(Stored items)
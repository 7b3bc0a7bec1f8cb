use crate::error::{GeneratorError, GeneratorResult};
use crate::machine::MassBreakdown;
use serde::{Deserialize, Serialize};

#[derive(Serialize, Deserialize)]
struct CostCoefficientsJSON {
    copper: f64,
    iron: f64,
    structural_steel: f64,
}

/// Specific material costs (currency per kg).
#[derive(Clone, Copy, Debug, PartialEq, Serialize, Deserialize)]
#[serde(try_from = "CostCoefficientsJSON")]
#[serde(into = "CostCoefficientsJSON")]
pub struct CostCoefficients {
    copper: f64,
    iron: f64,
    structural_steel: f64,
}

impl TryFrom<CostCoefficientsJSON> for CostCoefficients {
    type Error = GeneratorError;

    fn try_from(json: CostCoefficientsJSON) -> GeneratorResult<Self> {
        Self::new(json.copper, json.iron, json.structural_steel)
    }
}

impl From<CostCoefficients> for CostCoefficientsJSON {
    fn from(costs: CostCoefficients) -> Self {
        Self {
            copper: costs.copper,
            iron: costs.iron,
            structural_steel: costs.structural_steel,
        }
    }
}

impl Default for CostCoefficients {
    fn default() -> Self {
        Self {
            copper: 4.786,
            iron: 0.556,
            structural_steel: 0.50139,
        }
    }
}

impl CostCoefficients {
    pub fn new(copper: f64, iron: f64, structural_steel: f64) -> GeneratorResult<Self> {
        for (name, c) in [
            ("copper", copper),
            ("iron", iron),
            ("structural steel", structural_steel),
        ] {
            if !(c.is_finite() && c >= 0.0) {
                return Err(GeneratorError::config(format!(
                    "specific cost of {name} must be non-negative, got {c}"
                )));
            }
        }
        Ok(Self {
            copper,
            iron,
            structural_steel,
        })
    }

    pub fn copper(&self) -> f64 {
        self.copper
    }

    pub fn iron(&self) -> f64 {
        self.iron
    }

    pub fn structural_steel(&self) -> f64 {
        self.structural_steel
    }
}

/// Material cost of a generator. Manufacturing costs are excluded.
pub fn cost(
    copper_mass: f64,
    iron_mass: f64,
    structural_mass: f64,
    costs: &CostCoefficients,
) -> GeneratorResult<f64> {
    for (component, value) in [
        ("copper", copper_mass),
        ("iron", iron_mass),
        ("structural", structural_mass),
    ] {
        if value.is_nan() || value < 0.0 {
            return Err(GeneratorError::NegativeMass { component, value });
        }
    }
    let active = copper_mass * costs.copper + iron_mass * costs.iron;
    Ok(active + structural_mass * costs.structural_steel)
}

/// Material cost of an evaluated mass breakdown.
pub fn cost_of(masses: &MassBreakdown, costs: &CostCoefficients) -> GeneratorResult<f64> {
    cost(masses.copper, masses.iron, masses.structural, costs)
}

#[cfg(test)]
mod tests {
    use super::*;
    use approx::assert_relative_eq;

    #[test]
    fn weighted_sum() {
        let costs = CostCoefficients::new(2.0, 1.0, 0.5).unwrap();
        assert_relative_eq!(cost(10.0, 20.0, 40.0, &costs).unwrap(), 60.0);
    }

    #[test]
    fn negative_mass_is_rejected() {
        let costs = CostCoefficients::default();
        assert!(matches!(
            cost(1.0, 1.0, -1.0, &costs),
            Err(GeneratorError::NegativeMass {
                component: "structural",
                ..
            })
        ));
    }

    #[test]
    fn negative_coefficients_are_rejected() {
        assert!(CostCoefficients::new(-4.786, 0.556, 0.5).is_err());
        assert!(CostCoefficients::new(4.786, 0.556, f64::NAN).is_err());
    }
}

◆ **ACTIVITY**
Go line by line through the records and copy those that contain the word "NegativeMass".

◆ **PROBLEM SOLUTION**
            return Err(GeneratorError::NegativeMass { component, value });
            Err(GeneratorError::NegativeMass {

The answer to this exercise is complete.